I have yet to give it a go here. We have approx. 4 pairs nesting in barn, and they buzz the fields and ponds every night.
KawarthaBob: If you accelerate the shutter to freeze the action with a slow lens you cut the light reaching sensor dramatically. Have no choice but to bump up iso to get more light sensitivity.

Mad Aussie
05-06-2010, 09:28 PM
Great timing, crap shots there Q1 :laughing: But glad you had fun.

Faster shutter speeds are obviously the answer to freezing these guys but even in good light with a fast zoom lens they are terribly hard to get. So fast and small and hardly fly further than a few meters in a straight line so focus is even harder for that.

If you have a decent ext flash that has a high speed setting then use it. The speed of the flash allows a slower shutter speed to be used because the flash is very fast and tends to freeze the action. You may have found that with as low as 1/400 and the flash you'd have gotten some nice results.

Richard
05-07-2010, 02:13 AM
If you have a decent ext flash that has a high speed setting then use it. The speed of the flash allows a slower shutter speed to be used because the flash is very fast and tends to freeze the action. You may have found that with as low as 1/400 and the flash you'd have gotten some nice results.

cool tip with the flash, thanks for sharing MA..

The timing here is good, I've not managed to get one good bird in flight picture yet, so I can't really comment...:thumbup:

QuietOne
05-07-2010, 03:49 AM
I don't have a flash, other than the one built into the camera. Eventually. First on the list, I think, is a polarizing filter. Summer's coming, I shoot around water a lot, and on days with a reasonable amount of light, certain flowers just are hard for the camera to deal with.

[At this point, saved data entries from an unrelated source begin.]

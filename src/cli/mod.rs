pub mod completions;
pub mod convert;
pub mod derive;
pub mod init;
pub mod score;

use clap::{Parser, Subcommand};

use crate::error::Result;
use crate::types::Colour;

/// hues - colour derivation and palette scoring
#[derive(Parser, Debug)]
#[command(name = "hues")]
#[command(version, about, long_about = None)]
pub struct Cli {
    #[command(subcommand)]
    pub command: Commands,
}

#[derive(Subcommand, Debug)]
pub enum Commands {
    /// Score palettes from the command line or a hues.yaml manifest
    Score(score::ScoreArgs),

    /// Show lighter, darker, pastel and wheel-related variants of a colour
    Derive(derive::DeriveArgs),

    /// Convert colours between hex, rgb and hsl notation
    Convert(convert::ConvertArgs),

    /// Initialize a hues project (generates hues.yaml)
    Init(init::InitArgs),

    /// Generate shell completions
    Completions(completions::CompletionsArgs),
}

/// Parse every argument as a colour literal.
pub(crate) fn parse_colours(inputs: &[String]) -> Result<Vec<Colour>> {
    inputs.iter().map(|s| s.parse::<Colour>()).collect()
}
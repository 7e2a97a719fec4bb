//! Derive command implementation.
//!
//! Prints every colour-theory variant of a single colour.

use clap::Args;
use serde::Serialize;

use crate::error::{HuesError, Result};
use crate::output::Printer;
use crate::types::{Colour, Hsl, DEFAULT_ANALOGOUS_ANGLE, DEFAULT_SHIFT};

/// Show lighter, darker, pastel and wheel-related variants of a colour
#[derive(Args, Debug)]
pub struct DeriveArgs {
    /// Base colour (hex or "rgb(R, G, B)")
    pub colour: String,

    /// Lightness step for lighten/darken (0-1)
    #[arg(long, default_value_t = DEFAULT_SHIFT)]
    pub amount: f64,

    /// Hue separation in degrees for analogous colours
    #[arg(long, default_value_t = DEFAULT_ANALOGOUS_ANGLE)]
    pub angle: f64,

    /// Print JSON instead of text
    #[arg(long)]
    pub json: bool,
}

/// All derived variants of one colour.
#[derive(Debug, Clone, PartialEq, Serialize)]
pub struct Derivations {
    pub base: Colour,
    pub hsl: Hsl,
    pub lighter: Colour,
    pub darker: Colour,
    pub pastel: Colour,
    pub complementary: Colour,
    pub analogous: (Colour, Colour),
    pub triadic: (Colour, Colour),
}

impl Derivations {
    pub fn compute(base: Colour, amount: f64, angle: f64) -> Result<Self> {
        Ok(Self {
            base,
            hsl: base.hsl(),
            lighter: base.lighten(amount)?,
            darker: base.darken(amount)?,
            pastel: base.pastel()?,
            complementary: base.complementary()?,
            analogous: base.analogous(angle)?,
            triadic: base.triadic()?,
        })
    }

    /// Labelled colours in display order.
    pub fn rows(&self) -> Vec<(&'static str, Colour)> {
        vec![
            ("base", self.base),
            ("lighter", self.lighter),
            ("darker", self.darker),
            ("pastel", self.pastel),
            ("complementary", self.complementary),
            ("analogous+", self.analogous.0),
            ("analogous-", self.analogous.1),
            ("triadic+", self.triadic.0),
            ("triadic-", self.triadic.1),
        ]
    }
}

pub fn run(args: DeriveArgs, printer: &Printer) -> Result<()> {
    let base: Colour = args.colour.parse()?;
    let derived = Derivations::compute(base, args.amount, args.angle)?;

    printer.status("Deriving", &base.to_hex());

    if args.json {
        let json = serde_json::to_string_pretty(&derived).map_err(|e| HuesError::Parse {
            message: format!("Failed to serialise derivations: {}", e),
            help: None,
        })?;
        println!("{}", json);
    } else {
        for (label, colour) in derived.rows() {
            println!("{:<14} {}  {}", label, colour.to_hex(), colour);
        }
    }

    Ok(())
}

#[cfg(test)]
mod tests {
    use super::*;
    use crate::error::ErrorKind;

    #[test]
    fn test_compute_red() {
        let red = Colour::rgb(255, 0, 0);
        let derived = Derivations::compute(red, DEFAULT_SHIFT, DEFAULT_ANALOGOUS_ANGLE).unwrap();

        assert_eq!(derived.base, red);
        assert_eq!(derived.complementary, red.complementary().unwrap());
        assert_eq!(derived.triadic, red.triadic().unwrap());
        assert!(derived.lighter.hsl().l > red.hsl().l);
        assert!(derived.darker.hsl().l < red.hsl().l);
    }

    #[test]
    fn test_rows_cover_every_variant() {
        let derived = Derivations::compute(Colour::rgb(10, 120, 200), 0.2, 45.0).unwrap();
        let rows = derived.rows();
        assert_eq!(rows.len(), 9);
        assert_eq!(rows[0], ("base", Colour::rgb(10, 120, 200)));
    }

    #[test]
    fn test_non_finite_amount_is_range_error() {
        let err = Derivations::compute(Colour::WHITE, f64::NAN, 30.0).unwrap_err();
        assert_eq!(err.kind(), ErrorKind::Range);
    }

    #[test]
    fn test_run_rejects_bad_colour() {
        let args = DeriveArgs {
            colour: "rgb(1.5, 0, 0)".to_string(),
            amount: DEFAULT_SHIFT,
            angle: DEFAULT_ANALOGOUS_ANGLE,
            json: false,
        };
        let err = run(args, &Printer::plain()).unwrap_err();
        assert_eq!(err.kind(), ErrorKind::Format);
    }
}
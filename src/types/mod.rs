//! Core domain types for hues.
//!
//! This module contains the value types the scoring engine works on:
//! - `Colour` - immutable 8-bit RGB values and their derivations
//! - `Hsl` - derived hue/saturation/lightness triples
//! - `Palette` - ordered, non-empty colour collections

mod colour;
mod hsl;
mod palette;

pub use colour::{Colour, DEFAULT_ANALOGOUS_ANGLE, DEFAULT_SHIFT};
pub use hsl::{hue_distance, Hsl};
pub use palette::Palette;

Not to hijack my own thread or anything, but I'm still trying to sort out what's a good enough filter. I reread the thread asking about ND filters, saw the reference about Marumi filters. Any thoughts on that one? Other than tech specs and test photos of street lights at night, what I've got to go on is threads on various boards. And the arguments are all over the place on brands.

To reiterate, I've got as much as $150 to work with, and given that I have a kit lens, the filter just needs to be good enough. I'll go back and look at some test reviews I saw, but after that, I'll probably just pick something and hope it's good enough.

HBG, I won't give up yet. There will be sunshine eventually, which will help. There's an intersection near my home where they fly through - canals near by, so I'm guessing the cars stir up the insects. There's also at least one spot in the nature reserve where you can see them from a small bridge. It's luck of the draw as to whether they'll fly close enough on any given day.

Mad Aussie
05-07-2010, 04:19 AM
I think like anything, many opinionare subjective. Mostly those who own more expensive equipment like to justify their purchase so won't tell you they can't see much difference.
From what I've found in filters, the multi-coated ones are best but only in more extreme situations. In good conditions I'm damned if I can see a difference between filters. And the same goes for lenses for that matter. I've seen my daughter get a better shot than me with her $300 lenses when I was using my $2000 glass.